It started, as most good placements do, with a phone call that didn't fit neatly into any category.
Jay Goldstein, my partner, headhunted a senior sales candidate whose career story sparked a creative idea. After twelve years at a major research and advisory firm, focused on audit and risk, working with Chief Audit Executives and Chief Risk Officers at some of the largest companies in the country, the resume had undersold the experience — which is always the more interesting problem to have.
Candidate A had recently returned to a major metropolitan area after postings in other cities. He'd left a comfortable, well-paying role at a prestigious firm because, as he put it, he could see the writing on the wall. The model he'd spent twelve years working within was being disrupted. He wanted to get ahead of it.
The role Jay had in mind was at a solutions company we'll call Client B — building out an accounting and finance project solutions practice from near scratch. They needed someone who could develop senior relationships, win project mandates, and help grow something new.
On the surface it looked like a sales role. But that description misses almost everything that matters.
Over the next several weeks, placing Candidate A became one of the most instructive processes I've run in years — not because it was complicated, but because it required us to explain, from first principles, how this corner of the professional services market actually works. And it turns out that explanation is the same one every smart candidate in this space needs to hear.
Start with the canyon
I have a mental image I come back to often when I'm trying to explain this market to candidates. Picture the Grand Canyon.
On the south rim, you have the staffing companies. On the north rim, the Big 4, the major consulting firms — Deloitte, KPMG, McKinsey, Accenture. And in the canyon floor below, you have the client — running toward something in the middle, looking up at both sides and realizing that neither extreme quite serves them anymore.
For decades, those were the only two options. And every decision about which to use — whether to staff, whether to consult, whether to do something in between — came down to the same four variables: cost, quality, efficiency, and risk. The weighting of those four variables shifts constantly. It shifts with the macro economy. It shifts with a company's size, maturity, and internal bandwidth. It shifts with the strategic priority of any given initiative.
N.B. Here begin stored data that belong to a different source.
//! Low-latency streaming straight into the memory-mapped hardware ring.
//!
//! A direct session has no buffer queue. The caller owns a mirror of the
//! hardware ring (written with [`DirectStreamSession::write_at`] or filled by a
//! [`DirectRenderer`] on the streaming thread), and the streaming thread copies
//! every free period of the mirror into the hardware as soon as the device can
//! take it.

use std::sync::atomic::{AtomicBool, AtomicU64, Ordering};
use std::sync::Arc;
use std::thread::{self, JoinHandle};
use std::time::Duration;

use parking_lot::Mutex;
use wavepipe_backends::{HwParams, PcmDevice, PcmError, PcmState};
use wavepipe_rt::{Direction, DirectRenderer, RegionInfo};

use crate::config::EngineConfig;
use crate::error::EngineError;
use crate::metrics::{MetricsSnapshot, StreamMetrics};
use crate::recovery::{ErrorRecovery, SuspendPolicy};
use crate::rt::promote_current_thread;

#[derive(Debug, Default)]
struct DirectShared {
    running: AtomicBool,
    /// Bytes committed to the hardware since the last start.
    committed: AtomicU64,
    /// Frames the hardware has played since the last start.
    played_frames: AtomicU64,
}

impl DirectShared {
    fn reset(&self) {
        self.committed.store(0, Ordering::Release);
        self.played_frames.store(0, Ordering::Release);
    }
}

struct Streaming {
    pcm: Box<dyn PcmDevice>,
    renderer: Option<Box<dyn DirectRenderer>>,
}

struct Worker {
    handle: JoinHandle<(Streaming, Option<PcmError>)>,
}

pub struct DirectStreamSession {
    /// `None` while the streaming thread owns the device.
    idle: Option<Streaming>,
    worker: Option<Worker>,
    params: HwParams,
    hardware_id: String,
    mirror: Arc<Mutex<Vec<u8>>>,
    shared: Arc<DirectShared>,
    metrics: Arc<StreamMetrics>,
    policy: SuspendPolicy,
    priority: Option<i32>,
}

impl DirectStreamSession {
    pub fn open(
        pcm: Box<dyn PcmDevice>,
        renderer: Option<Box<dyn DirectRenderer>>,
        config: &EngineConfig,
    ) -> Result<Self, EngineError> {
        if pcm.direction() != Direction::Playback {
            return Err(EngineError::InvalidParam("direct sessions are playback only"));
        }
        let params = pcm.params().clone();
        if !params.mmap {
            return Err(EngineError::MmapUnsupported);
        }
        params.format.validate()?;
        let silence = params.format.encoding.silence_byte();
        let hardware_id = pcm.hardware_id().to_string();
        tracing::info!(
            device = %hardware_id,
            periods = params.buffer_frames / params.period_frames.max(1),
            period_frames = params.period_frames,
            "direct session opened"
        );
        Ok(Self {
            mirror: Arc::new(Mutex::new(vec![silence; params.buffer_bytes()])),
            idle: Some(Streaming { pcm, renderer }),
            worker: None,
            params,
            hardware_id,
            shared: Arc::new(DirectShared::default()),
            metrics: Arc::new(StreamMetrics::new()),
            policy: config.suspend_policy(),
            priority: config.realtime_priority,
        })
    }

    pub fn hardware_id(&self) -> &str {
        &self.hardware_id
    }

    pub fn params(&self) -> &HwParams {
        &self.params
    }

    /// Size of the hardware ring and of the mirror, in bytes.
    pub fn buffer_len(&self) -> usize {
        self.params.buffer_bytes()
    }

    pub fn is_running(&self) -> bool {
        self.worker.is_some() && self.shared.running.load(Ordering::Acquire)
    }

    /// Bytes committed to the hardware since the last start.
    pub fn commit_position(&self) -> u64 {
        self.shared.committed.load(Ordering::Acquire)
    }

    pub fn metrics(&self) -> MetricsSnapshot {
        self.metrics.snapshot()
    }

    /// Play and write cursors as byte offsets into the ring, rounded to
    /// periods. The write cursor is one period ahead of the play cursor.
    pub fn position(&self) -> (usize, usize) {
        let format = self.params.format;
        let period = self.params.period_frames.max(1) as u64;
        let ring = self.params.buffer_bytes().max(1);
        let played = self.shared.played_frames.load(Ordering::Acquire);
        let play = format.frames_to_bytes((played / period * period) as usize) % ring;
        let write = format.frames_to_bytes(((played / period + 1) * period) as usize) % ring;
        (play, write)
    }

    /// Copies `data` into the mirror at `offset`, wrapping at the ring end.
    pub fn write_at(&self, offset: usize, data: &[u8]) -> Result<(), EngineError> {
        let mut mirror = self.mirror.lock();
        let len = mirror.len();
        if data.len() > len {
            return Err(EngineError::InvalidParam("write larger than the ring"));
        }
        let start = offset % len;
        let first = data.len().min(len - start);
        mirror[start..start + first].copy_from_slice(&data[..first]);
        mirror[..data.len() - first].copy_from_slice(&data[first..]);
        Ok(())
    }

    /// Resets the commit position, fills the hardware from the mirror and
    /// starts streaming.
    pub fn start(&mut self) -> Result<(), EngineError> {
        if self.worker.is_some() {
            return Ok(());
        }
        let mut streaming = self.idle.take().ok_or(EngineError::NotOpen)?;
        if let Err(err) = self.prime(&mut streaming) {
            self.idle = Some(streaming);
            return Err(err.into());
        }

        self.shared.running.store(true, Ordering::Release);
        let mirror = Arc::clone(&self.mirror);
        let shared = Arc::clone(&self.shared);
        let metrics = Arc::clone(&self.metrics);
        let policy = self.policy;
        let priority = self.priority;
        let spawned = thread::Builder::new()
            .name("wavepipe-direct".into())
            .spawn(move || {
                if let Some(priority) = priority {
                    promote_current_thread(priority);
                }
                stream(streaming, &mirror, &shared, metrics, policy)
            });
        match spawned {
            Ok(handle) => {
                self.worker = Some(Worker { handle });
                tracing::debug!(device = %self.hardware_id, "direct session started");
                Ok(())
            }
            Err(err) => {
                self.shared.running.store(false, Ordering::Release);
                Err(EngineError::Thread(err.to_string()))
            }
        }
    }

    fn prime(&self, streaming: &mut Streaming) -> Result<(), PcmError> {
        let pcm = streaming.pcm.as_mut();
        if matches!(pcm.state(), PcmState::Setup | PcmState::Xrun) {
            pcm.prepare()?;
        }
        self.shared.reset();
        copy_periods(
            pcm,
            &mut streaming.renderer,
            &self.mirror,
            &self.shared,
            &self.metrics,
        )?;
        pcm.start()
    }

    /// Stops streaming and lets the hardware play out what was committed.
    /// Returns the error that ended streaming early, if any.
    pub fn stop(&mut self) -> Result<(), EngineError> {
        let Some(worker) = self.worker.take() else {
            return Ok(());
        };
        self.shared.running.store(false, Ordering::Release);
        let (mut streaming, fault) = match worker.handle.join() {
            Ok(exit) => exit,
            Err(_) => {
                tracing::error!(device = %self.hardware_id, "direct streaming thread panicked");
                return Err(EngineError::DeviceGone);
            }
        };
        let drained = streaming.pcm.drain();
        self.idle = Some(streaming);
        tracing::debug!(device = %self.hardware_id, "direct session stopped");
        if let Some(err) = fault {
            return Err(EngineError::Hardware(err));
        }
        match drained {
            Err(PcmError::Disconnected) => Err(EngineError::DeviceGone),
            Err(err) => {
                tracing::debug!(?err, "drain after direct streaming");
                Ok(())
            }
            Ok(()) => Ok(()),
        }
    }
}

impl Drop for DirectStreamSession {
    fn drop(&mut self) {
        if let Err(err) = self.stop() {
            tracing::warn!(%err, "direct session ended with an error");
        }
    }
}

/// Copies whole free periods from the mirror into the hardware ring, giving
/// the renderer a chance to fill each region first.
fn copy_periods(
    pcm: &mut dyn PcmDevice,
    renderer: &mut Option<Box<dyn DirectRenderer>>,
    mirror: &Mutex<Vec<u8>>,
    shared: &DirectShared,
    metrics: &StreamMetrics,
) -> Result<(), PcmError> {
    let format = pcm.params().format;
    let period = pcm.params().period_frames.max(1);
    loop {
        let avail = pcm.avail()?;
        if avail < period {
            return Ok(());
        }
        let (offset, frames) = pcm.mmap_begin(avail / period * period)?;
        if frames == 0 {
            return Ok(());
        }
        let start = format.frames_to_bytes(offset);
        let len = format.frames_to_bytes(frames);
        {
            let mut mirror = mirror.lock();
            let region = &mut mirror[start..start + len];
            if let Some(renderer) = renderer.as_mut() {
                let info = RegionInfo {
                    offset_frames: offset,
                    frames,
                    commit_position: shared.committed.load(Ordering::Acquire),
                };
                renderer.render(region, info);
            }
            pcm.mmap_area_mut(offset, frames)?.copy_from_slice(region);
        }
        let committed = pcm.mmap_commit(offset, frames)?;
        let bytes = format.frames_to_bytes(committed);
        shared.committed.fetch_add(bytes as u64, Ordering::AcqRel);
        metrics.add_bytes(bytes);
        if committed < frames {
            return Ok(());
        }
    }
}

fn publish_played(pcm: &mut dyn PcmDevice, shared: &DirectShared) {
    let Ok(delay) = pcm.delay() else {
        return;
    };
    let align = pcm.params().format.block_align().max(1) as u64;
    let committed = shared.committed.load(Ordering::Acquire) / align;
    let played = committed.saturating_sub(delay.max(0) as u64);
    shared.played_frames.fetch_max(played, Ordering::AcqRel);
}

fn stream(
    mut streaming: Streaming,
    mirror: &Mutex<Vec<u8>>,
    shared: &DirectShared,
    metrics: Arc<StreamMetrics>,
    policy: SuspendPolicy,
) -> (Streaming, Option<PcmError>) {
    let mut recovery = ErrorRecovery::new(policy, Arc::clone(&metrics));
    let timeout = (streaming.pcm.params().period_time() * 2).max(Duration::from_millis(1));
    let mut fault = None;

    while shared.running.load(Ordering::Acquire) {
        if let Err(err) = pass(&mut streaming, &mut recovery, mirror, shared, &metrics, timeout) {
            tracing::error!(?err, "direct streaming stopped");
            fault = Some(err);
            shared.running.store(false, Ordering::Release);
            break;
        }
    }
    (streaming, fault)
}

fn pass(
    streaming: &mut Streaming,
    recovery: &mut ErrorRecovery,
    mirror: &Mutex<Vec<u8>>,
    shared: &DirectShared,
    metrics: &StreamMetrics,
    timeout: Duration,
) -> Result<(), PcmError> {
    let pcm = streaming.pcm.as_mut();
    if let Err(err) = pcm.wait(timeout) {
        recovery.recover(pcm, err)?;
    }
    recovery.check_state(pcm)?;
    if let Err(err) = copy_periods(pcm, &mut streaming.renderer, mirror, shared, metrics) {
        recovery.recover(pcm, err)?;
    }
    if pcm.state() == PcmState::Prepared {
        if let Err(err) = pcm.start() {
            recovery.recover(pcm, err)?;
        }
    }
    publish_played(pcm, shared);
    Ok(())
}

#[cfg(test)]
mod tests {
    use super::*;
    use wavepipe_backends::{SimClock, SimConfig, SimulatedPcm};
    use wavepipe_rt::PcmFormat;

    fn session(mmap: bool) -> Result<DirectStreamSession, EngineError> {
        let pcm = SimulatedPcm::playback(
            PcmFormat::cd(),
            SimConfig {
                period_frames: 64,
                periods: 4,
                mmap,
                clock: SimClock::Manual(Default::default()),
                ..SimConfig::default()
            },
        );
        DirectStreamSession::open(Box::new(pcm), None, &EngineConfig::default())
    }

    #[test]
    fn requires_mmap() {
        assert!(matches!(session(false), Err(EngineError::MmapUnsupported)));
    }

    #[test]
    fn write_at_wraps_around_the_ring() {
        let session = session(true).unwrap();
        let len = session.buffer_len();
        session.write_at(len - 2, &[1, 2, 3, 4]).unwrap();
        let mirror = session.mirror.lock();
        assert_eq!(&mirror[len - 2..], &[1, 2]);
        assert_eq!(&mirror[..2], &[3, 4]);
        assert_eq!(mirror[2], 0);
    }

    #[test]
    fn oversized_writes_are_rejected() {
        let session = session(true).unwrap();
        let data = vec![0; session.buffer_len() + 1];
        assert!(matches!(session.write_at(0, &data), Err(EngineError::InvalidParam(_))));
    }

    #[test]
    fn cursors_are_period_aligned() {
        let session = session(true).unwrap();
        assert_eq!(session.position(), (0, 256));
        session.shared.played_frames.store(100, Ordering::Release);
        assert_eq!(session.position(), (256, 512));
        session.shared.played_frames.store(255, Ordering::Release);
        // The write cursor wraps at the end of the 1024 byte ring.
        assert_eq!(session.position(), (768, 0));
    }
}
Understanding where a client sits on those four dimensions in any given moment is the whole game. Both of the old models — pure staffing and pure consulting — were built to serve a particular configuration of that four-way trade-off. Neither was built for the market that has actually emerged.
Pure staffing meant the client defined the work, posted requirements, hired an agency to source contractors, and managed everything themselves. They paid hourly rates. They retained control. The value was speed, and often cost, and a different profile across those four variables — high control, lower quality ceiling as margins compressed, limited accountability for outcomes.
Pure consulting meant handing the mandate to a large firm and paying for outcome. The client stepped back from execution. A senior partner sold the work, a team of associates delivered it, and the cost was high — often dramatically so. The brand name carried risk-transfer. You weren't getting fired for hiring KPMG.
Both models were expensive in different ways. Staffing was cheap per hour but required enormous internal management effort and consistently delivered weaker talent as margins got squeezed over the years. Consulting was brand-premium priced, often padded with junior resources, and increasingly being questioned on value.
Then something changed.
What the 2008 financial crisis unlocked
The squeeze on contingent labor didn't begin in 2008, but it accelerated dramatically after it. We cover the full arc of this shift in our backstory — but it's worth tracing the key moves here, because they set up everything that followed.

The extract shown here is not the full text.